Task directions: Filter on the word "RecordStore": copy each matching line from the listing below.

Records for the task:
BEGIN

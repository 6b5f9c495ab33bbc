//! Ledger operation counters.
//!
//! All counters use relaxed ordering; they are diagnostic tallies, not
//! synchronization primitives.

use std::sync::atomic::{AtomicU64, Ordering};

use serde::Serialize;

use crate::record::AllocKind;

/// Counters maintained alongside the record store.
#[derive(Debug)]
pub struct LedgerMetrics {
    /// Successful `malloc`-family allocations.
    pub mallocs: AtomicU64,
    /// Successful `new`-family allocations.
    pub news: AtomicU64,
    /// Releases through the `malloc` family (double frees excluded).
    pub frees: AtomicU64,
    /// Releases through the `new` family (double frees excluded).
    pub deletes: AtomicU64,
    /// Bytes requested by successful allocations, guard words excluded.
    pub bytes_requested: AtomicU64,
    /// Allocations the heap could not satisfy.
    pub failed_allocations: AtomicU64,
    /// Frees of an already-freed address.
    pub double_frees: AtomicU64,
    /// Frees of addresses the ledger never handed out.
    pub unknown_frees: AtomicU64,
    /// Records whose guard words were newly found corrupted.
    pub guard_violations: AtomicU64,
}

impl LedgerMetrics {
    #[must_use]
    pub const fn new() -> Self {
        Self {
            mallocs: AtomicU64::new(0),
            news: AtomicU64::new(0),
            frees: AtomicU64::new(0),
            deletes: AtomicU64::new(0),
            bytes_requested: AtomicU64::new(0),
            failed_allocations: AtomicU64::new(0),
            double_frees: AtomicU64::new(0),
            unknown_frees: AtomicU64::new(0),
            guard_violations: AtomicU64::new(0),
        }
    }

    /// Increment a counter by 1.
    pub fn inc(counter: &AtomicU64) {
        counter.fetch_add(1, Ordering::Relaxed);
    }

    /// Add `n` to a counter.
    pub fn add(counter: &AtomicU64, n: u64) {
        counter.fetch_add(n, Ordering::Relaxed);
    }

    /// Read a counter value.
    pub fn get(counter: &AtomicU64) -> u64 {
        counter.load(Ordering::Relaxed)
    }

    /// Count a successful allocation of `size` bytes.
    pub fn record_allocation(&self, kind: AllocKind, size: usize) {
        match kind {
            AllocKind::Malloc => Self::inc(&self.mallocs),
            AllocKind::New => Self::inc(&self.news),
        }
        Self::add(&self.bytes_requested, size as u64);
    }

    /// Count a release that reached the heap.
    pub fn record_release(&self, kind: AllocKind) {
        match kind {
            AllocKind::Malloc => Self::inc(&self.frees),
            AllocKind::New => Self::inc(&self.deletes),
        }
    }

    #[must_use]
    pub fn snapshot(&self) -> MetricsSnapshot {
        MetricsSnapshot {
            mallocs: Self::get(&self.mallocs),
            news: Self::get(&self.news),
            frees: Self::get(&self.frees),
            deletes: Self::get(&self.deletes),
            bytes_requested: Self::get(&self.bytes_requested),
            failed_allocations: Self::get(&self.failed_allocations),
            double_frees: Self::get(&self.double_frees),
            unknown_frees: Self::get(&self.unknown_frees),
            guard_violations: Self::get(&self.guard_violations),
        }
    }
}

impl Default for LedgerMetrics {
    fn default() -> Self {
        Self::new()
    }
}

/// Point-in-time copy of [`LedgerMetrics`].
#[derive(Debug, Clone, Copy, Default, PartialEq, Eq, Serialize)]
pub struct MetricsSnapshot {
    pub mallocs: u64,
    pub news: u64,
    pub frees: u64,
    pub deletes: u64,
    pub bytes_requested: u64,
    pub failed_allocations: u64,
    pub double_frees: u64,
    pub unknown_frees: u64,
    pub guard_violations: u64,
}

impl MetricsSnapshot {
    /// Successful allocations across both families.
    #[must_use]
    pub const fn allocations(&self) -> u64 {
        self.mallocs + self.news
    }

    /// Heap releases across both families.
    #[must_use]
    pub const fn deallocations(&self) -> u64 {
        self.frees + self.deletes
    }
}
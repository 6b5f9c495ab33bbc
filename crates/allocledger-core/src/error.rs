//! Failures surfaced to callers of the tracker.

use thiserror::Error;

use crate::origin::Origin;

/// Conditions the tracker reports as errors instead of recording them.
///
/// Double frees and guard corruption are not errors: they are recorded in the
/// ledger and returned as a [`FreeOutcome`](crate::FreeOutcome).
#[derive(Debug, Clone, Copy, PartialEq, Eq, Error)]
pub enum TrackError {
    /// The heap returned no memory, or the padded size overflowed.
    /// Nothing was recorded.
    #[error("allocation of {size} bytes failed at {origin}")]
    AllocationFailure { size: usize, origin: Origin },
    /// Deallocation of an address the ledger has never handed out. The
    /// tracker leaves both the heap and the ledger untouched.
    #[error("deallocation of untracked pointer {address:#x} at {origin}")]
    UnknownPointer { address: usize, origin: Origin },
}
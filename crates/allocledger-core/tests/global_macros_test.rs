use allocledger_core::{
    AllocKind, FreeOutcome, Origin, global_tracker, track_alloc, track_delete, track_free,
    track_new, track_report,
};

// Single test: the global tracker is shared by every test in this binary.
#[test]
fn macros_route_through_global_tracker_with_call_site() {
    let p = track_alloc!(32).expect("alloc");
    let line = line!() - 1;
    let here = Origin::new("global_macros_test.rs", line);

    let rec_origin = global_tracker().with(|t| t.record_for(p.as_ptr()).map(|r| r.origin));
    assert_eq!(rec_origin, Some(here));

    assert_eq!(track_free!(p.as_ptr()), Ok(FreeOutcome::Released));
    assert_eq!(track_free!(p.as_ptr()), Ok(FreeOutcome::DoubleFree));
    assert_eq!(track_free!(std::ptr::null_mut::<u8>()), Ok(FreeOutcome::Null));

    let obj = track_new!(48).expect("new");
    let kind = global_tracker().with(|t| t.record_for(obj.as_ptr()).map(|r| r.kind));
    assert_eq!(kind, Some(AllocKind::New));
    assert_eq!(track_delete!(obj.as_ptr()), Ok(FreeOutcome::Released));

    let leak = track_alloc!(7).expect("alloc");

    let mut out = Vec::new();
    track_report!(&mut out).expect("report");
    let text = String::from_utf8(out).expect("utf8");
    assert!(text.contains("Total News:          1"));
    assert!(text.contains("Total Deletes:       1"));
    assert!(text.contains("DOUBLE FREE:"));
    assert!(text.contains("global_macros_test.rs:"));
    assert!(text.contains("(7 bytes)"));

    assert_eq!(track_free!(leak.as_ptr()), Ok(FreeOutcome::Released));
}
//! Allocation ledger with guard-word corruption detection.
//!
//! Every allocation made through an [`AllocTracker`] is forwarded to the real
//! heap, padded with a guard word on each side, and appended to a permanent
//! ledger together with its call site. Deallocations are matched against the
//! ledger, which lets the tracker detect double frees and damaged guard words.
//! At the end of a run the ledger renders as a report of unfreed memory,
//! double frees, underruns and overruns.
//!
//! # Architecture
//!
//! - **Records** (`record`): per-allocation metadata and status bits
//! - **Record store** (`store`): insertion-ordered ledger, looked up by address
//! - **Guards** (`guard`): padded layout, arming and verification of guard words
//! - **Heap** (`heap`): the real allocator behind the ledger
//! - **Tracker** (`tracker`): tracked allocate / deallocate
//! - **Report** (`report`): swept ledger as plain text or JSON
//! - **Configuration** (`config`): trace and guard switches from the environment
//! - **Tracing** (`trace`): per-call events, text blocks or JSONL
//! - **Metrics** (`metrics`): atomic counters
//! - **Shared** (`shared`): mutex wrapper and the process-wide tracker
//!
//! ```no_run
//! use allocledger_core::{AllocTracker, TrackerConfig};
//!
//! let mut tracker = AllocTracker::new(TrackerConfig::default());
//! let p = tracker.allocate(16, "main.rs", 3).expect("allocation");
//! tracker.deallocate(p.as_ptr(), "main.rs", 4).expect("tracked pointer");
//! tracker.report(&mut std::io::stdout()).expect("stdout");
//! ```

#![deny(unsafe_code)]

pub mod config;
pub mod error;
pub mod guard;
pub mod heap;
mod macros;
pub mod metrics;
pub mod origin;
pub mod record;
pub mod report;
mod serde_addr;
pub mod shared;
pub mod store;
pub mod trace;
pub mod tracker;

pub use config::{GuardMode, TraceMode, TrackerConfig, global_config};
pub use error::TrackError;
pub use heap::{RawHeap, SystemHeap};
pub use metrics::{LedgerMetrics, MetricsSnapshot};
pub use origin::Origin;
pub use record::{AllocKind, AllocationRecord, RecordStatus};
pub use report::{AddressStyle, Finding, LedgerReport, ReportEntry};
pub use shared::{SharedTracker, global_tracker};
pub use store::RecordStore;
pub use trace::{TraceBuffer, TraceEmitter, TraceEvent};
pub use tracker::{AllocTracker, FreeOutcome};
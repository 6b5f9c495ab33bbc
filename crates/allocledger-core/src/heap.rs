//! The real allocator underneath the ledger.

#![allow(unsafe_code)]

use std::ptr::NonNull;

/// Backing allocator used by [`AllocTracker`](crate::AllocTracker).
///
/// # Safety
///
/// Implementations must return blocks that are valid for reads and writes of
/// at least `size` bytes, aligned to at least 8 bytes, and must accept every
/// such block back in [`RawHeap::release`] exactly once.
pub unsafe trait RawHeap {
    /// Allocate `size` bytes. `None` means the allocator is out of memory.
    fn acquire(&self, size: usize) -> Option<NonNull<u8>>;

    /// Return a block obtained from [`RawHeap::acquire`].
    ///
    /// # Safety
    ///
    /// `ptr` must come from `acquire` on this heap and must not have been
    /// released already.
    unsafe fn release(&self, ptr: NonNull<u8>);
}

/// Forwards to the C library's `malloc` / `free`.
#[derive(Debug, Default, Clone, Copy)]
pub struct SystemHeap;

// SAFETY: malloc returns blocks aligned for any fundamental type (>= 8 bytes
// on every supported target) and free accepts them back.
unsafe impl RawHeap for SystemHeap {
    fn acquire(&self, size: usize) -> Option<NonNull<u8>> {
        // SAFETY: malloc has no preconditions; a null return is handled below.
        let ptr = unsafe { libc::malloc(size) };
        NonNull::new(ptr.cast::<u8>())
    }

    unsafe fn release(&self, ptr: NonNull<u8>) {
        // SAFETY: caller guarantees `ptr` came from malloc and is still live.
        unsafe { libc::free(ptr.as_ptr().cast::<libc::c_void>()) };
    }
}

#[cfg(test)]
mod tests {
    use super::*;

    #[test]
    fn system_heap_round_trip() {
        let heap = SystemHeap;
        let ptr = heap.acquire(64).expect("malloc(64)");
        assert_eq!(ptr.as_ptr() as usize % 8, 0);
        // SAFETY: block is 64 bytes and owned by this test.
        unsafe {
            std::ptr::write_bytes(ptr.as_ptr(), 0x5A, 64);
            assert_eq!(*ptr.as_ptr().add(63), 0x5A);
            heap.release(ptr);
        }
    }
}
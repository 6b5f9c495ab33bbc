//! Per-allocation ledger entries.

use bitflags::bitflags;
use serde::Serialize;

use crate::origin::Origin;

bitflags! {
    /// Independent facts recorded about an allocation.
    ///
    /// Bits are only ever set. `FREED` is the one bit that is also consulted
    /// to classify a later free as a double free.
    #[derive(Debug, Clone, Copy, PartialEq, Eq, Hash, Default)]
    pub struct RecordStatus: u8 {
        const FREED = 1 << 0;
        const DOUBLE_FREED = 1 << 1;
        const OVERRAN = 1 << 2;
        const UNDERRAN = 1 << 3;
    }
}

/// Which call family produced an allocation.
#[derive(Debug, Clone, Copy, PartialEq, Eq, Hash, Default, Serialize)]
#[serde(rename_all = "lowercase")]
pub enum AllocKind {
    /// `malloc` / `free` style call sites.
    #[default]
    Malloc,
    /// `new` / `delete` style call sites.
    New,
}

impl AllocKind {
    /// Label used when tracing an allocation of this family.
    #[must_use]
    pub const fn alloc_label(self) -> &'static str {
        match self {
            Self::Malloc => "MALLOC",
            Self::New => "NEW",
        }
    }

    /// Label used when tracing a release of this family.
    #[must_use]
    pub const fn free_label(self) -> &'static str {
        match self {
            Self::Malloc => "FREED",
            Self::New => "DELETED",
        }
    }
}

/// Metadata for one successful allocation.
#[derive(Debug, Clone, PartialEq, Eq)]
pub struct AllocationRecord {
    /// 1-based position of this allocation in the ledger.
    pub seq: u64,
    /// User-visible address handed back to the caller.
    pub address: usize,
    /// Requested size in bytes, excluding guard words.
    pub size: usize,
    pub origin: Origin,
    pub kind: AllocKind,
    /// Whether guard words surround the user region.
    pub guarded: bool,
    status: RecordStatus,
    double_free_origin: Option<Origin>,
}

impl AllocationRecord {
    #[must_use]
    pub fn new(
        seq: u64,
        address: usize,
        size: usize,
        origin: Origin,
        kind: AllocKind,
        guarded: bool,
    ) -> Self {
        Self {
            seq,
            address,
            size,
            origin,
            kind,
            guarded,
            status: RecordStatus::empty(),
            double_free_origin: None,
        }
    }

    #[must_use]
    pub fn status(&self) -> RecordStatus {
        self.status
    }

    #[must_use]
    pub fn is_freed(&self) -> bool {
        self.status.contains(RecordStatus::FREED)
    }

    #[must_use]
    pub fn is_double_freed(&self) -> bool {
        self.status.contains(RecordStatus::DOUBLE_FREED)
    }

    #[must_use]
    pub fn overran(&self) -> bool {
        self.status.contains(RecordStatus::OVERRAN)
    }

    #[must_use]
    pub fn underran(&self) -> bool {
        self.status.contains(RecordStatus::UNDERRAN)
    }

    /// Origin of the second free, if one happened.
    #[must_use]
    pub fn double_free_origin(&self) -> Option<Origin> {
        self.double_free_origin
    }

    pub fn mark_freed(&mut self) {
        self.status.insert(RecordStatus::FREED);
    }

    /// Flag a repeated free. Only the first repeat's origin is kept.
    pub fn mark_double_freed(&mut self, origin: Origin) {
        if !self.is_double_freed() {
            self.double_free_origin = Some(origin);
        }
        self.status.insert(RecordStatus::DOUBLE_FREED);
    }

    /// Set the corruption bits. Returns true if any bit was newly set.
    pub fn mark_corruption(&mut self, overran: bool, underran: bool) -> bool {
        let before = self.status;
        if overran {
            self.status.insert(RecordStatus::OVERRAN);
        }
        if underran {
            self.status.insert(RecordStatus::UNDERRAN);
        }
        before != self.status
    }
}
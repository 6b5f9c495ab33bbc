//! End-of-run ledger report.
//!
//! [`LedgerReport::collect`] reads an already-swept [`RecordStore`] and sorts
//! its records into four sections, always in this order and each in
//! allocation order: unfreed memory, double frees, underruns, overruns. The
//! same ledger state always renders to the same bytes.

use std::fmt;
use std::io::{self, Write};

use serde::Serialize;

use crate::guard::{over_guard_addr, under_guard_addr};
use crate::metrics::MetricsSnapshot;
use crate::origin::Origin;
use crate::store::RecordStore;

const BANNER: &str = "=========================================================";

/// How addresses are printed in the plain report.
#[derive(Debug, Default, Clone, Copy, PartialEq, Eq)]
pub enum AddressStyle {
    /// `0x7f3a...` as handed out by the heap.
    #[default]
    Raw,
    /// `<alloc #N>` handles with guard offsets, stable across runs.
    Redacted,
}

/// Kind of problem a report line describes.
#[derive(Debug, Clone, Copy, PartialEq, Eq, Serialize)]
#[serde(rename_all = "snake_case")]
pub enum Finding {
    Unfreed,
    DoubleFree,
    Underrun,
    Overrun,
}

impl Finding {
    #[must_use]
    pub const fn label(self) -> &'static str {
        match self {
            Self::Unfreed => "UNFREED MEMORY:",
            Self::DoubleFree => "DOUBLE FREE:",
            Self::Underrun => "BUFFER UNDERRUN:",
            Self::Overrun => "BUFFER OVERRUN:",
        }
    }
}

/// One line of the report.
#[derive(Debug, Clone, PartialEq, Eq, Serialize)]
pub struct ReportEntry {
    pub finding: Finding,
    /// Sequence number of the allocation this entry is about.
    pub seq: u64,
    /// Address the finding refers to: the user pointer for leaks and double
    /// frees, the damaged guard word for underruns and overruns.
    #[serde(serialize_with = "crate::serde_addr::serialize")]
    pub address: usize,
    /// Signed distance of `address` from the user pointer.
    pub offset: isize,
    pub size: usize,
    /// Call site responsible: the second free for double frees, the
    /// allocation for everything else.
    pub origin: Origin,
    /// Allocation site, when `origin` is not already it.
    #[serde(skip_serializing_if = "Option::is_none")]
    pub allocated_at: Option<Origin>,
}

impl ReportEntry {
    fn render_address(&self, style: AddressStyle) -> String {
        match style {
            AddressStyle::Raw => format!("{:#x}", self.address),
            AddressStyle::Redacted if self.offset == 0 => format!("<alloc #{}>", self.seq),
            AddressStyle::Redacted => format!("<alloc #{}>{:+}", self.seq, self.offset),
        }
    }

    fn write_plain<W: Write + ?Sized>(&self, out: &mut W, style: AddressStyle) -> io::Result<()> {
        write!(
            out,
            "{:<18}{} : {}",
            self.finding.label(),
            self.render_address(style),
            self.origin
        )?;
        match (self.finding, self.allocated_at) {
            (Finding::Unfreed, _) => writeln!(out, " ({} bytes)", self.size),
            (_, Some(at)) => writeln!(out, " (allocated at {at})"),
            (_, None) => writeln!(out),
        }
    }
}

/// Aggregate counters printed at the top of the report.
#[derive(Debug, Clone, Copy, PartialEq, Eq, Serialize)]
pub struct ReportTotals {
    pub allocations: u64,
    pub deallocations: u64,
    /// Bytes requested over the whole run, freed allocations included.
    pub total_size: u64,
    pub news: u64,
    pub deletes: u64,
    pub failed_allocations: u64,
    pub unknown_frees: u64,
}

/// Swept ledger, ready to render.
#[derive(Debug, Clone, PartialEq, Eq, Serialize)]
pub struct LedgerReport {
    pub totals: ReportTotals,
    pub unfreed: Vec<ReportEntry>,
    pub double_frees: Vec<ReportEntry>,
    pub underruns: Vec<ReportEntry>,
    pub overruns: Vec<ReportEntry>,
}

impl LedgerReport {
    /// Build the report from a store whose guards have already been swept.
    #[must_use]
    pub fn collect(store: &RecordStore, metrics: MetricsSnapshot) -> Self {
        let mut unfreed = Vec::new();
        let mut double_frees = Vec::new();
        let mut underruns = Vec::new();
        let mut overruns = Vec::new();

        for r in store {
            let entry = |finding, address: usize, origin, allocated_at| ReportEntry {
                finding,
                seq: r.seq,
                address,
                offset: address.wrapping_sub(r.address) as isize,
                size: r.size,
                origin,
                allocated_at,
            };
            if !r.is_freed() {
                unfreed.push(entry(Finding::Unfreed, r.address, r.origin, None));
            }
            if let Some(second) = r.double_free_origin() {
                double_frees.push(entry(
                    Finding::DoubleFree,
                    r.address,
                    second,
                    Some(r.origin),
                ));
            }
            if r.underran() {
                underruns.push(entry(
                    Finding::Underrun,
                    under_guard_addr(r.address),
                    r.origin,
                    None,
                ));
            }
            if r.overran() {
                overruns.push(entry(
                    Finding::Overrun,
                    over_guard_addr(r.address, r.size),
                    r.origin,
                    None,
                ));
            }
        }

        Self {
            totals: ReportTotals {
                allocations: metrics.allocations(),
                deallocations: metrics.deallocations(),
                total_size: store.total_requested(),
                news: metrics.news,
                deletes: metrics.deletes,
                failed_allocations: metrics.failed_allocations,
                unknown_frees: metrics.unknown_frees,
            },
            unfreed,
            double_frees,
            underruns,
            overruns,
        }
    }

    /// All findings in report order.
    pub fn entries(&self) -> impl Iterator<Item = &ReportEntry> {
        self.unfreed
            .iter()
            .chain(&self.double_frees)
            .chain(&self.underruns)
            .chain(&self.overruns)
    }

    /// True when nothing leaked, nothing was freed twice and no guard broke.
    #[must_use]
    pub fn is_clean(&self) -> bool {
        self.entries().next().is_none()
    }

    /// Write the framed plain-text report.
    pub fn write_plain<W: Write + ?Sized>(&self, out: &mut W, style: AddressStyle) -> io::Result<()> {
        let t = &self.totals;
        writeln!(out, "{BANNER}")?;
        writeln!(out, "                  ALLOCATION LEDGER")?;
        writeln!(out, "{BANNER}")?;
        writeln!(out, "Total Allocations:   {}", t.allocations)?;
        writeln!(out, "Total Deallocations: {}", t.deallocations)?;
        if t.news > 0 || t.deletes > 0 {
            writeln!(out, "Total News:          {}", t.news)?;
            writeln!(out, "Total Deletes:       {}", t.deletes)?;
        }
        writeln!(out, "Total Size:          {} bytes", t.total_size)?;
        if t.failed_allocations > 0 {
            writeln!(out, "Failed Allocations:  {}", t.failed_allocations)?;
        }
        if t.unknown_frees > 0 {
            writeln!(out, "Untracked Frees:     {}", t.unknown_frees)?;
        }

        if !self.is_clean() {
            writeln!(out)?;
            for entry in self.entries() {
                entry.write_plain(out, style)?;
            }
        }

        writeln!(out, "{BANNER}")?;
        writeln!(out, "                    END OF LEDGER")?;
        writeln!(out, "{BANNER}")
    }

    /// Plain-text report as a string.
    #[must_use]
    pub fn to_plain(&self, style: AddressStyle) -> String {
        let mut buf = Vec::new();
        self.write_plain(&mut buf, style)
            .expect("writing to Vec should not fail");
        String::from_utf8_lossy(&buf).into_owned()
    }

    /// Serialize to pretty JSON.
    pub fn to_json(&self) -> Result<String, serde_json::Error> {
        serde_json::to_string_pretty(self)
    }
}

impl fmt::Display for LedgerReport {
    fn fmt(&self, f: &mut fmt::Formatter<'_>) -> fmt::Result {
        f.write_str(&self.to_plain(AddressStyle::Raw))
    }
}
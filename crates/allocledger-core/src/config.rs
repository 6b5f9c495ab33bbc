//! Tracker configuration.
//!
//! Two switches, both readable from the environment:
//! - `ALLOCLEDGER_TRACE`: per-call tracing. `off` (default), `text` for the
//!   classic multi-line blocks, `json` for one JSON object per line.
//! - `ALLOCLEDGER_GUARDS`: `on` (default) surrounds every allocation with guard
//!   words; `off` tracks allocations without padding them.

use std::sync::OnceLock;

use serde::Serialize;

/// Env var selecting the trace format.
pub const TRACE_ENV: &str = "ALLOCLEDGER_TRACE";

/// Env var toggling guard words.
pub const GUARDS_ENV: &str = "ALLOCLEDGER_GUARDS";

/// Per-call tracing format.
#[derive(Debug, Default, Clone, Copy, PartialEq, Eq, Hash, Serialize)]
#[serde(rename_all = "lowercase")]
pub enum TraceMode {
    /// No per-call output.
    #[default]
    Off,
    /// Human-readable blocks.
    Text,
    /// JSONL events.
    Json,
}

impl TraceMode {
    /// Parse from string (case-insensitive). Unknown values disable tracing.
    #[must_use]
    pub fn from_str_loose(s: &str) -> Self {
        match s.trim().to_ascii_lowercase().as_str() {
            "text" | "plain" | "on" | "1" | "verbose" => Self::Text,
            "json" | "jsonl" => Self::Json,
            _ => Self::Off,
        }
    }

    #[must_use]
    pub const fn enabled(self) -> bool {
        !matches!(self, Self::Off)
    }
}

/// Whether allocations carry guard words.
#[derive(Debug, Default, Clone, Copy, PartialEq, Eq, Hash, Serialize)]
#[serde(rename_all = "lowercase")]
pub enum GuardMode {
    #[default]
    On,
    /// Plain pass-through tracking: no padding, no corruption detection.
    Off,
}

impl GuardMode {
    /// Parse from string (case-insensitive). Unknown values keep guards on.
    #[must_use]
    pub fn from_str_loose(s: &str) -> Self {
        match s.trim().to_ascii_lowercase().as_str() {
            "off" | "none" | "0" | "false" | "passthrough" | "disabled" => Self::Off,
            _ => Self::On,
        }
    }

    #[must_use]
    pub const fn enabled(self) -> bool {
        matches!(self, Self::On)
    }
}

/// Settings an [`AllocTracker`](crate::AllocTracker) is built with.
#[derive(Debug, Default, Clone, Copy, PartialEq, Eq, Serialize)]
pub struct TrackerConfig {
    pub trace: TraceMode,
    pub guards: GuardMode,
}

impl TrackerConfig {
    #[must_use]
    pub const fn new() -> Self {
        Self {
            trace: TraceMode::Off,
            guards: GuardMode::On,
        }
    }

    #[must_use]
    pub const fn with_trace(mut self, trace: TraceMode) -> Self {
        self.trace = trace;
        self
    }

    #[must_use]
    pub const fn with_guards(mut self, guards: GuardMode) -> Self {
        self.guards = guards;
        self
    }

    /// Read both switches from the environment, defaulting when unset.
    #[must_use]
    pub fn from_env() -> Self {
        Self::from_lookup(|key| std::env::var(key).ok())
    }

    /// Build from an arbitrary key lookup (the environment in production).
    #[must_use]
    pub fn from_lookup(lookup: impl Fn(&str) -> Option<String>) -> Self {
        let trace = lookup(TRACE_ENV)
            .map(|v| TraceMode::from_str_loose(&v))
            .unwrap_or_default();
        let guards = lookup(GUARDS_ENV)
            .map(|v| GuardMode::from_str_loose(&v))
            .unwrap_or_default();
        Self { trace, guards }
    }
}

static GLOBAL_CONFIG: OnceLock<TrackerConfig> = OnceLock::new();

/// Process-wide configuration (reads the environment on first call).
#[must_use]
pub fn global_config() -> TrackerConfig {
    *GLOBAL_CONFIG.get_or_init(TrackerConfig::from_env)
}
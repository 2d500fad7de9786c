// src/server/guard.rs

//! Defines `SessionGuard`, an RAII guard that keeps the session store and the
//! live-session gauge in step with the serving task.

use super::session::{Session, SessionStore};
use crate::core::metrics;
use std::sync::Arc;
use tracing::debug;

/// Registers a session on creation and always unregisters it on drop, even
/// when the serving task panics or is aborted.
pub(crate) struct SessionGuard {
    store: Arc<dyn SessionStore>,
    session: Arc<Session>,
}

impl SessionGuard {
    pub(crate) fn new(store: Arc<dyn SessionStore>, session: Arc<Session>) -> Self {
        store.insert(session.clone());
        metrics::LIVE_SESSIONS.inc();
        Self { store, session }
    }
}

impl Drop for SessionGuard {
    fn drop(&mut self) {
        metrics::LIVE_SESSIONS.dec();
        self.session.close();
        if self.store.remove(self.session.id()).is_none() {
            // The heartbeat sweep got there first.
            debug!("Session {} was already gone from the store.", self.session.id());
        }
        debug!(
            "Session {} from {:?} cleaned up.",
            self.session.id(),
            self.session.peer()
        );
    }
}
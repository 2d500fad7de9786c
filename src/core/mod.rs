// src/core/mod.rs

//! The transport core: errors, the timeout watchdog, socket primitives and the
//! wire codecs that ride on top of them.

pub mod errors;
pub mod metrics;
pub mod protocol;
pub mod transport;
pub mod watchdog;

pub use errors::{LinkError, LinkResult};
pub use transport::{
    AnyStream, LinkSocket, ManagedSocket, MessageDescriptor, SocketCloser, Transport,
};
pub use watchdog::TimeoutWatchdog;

END

Finished task:
pub use store::RecordStore;
//! [`LedgerReport::collect`] reads an already-swept [`RecordStore`] and sorts
use crate::store::RecordStore;
    pub fn collect(store: &RecordStore, metrics: MetricsSnapshot) -> Self {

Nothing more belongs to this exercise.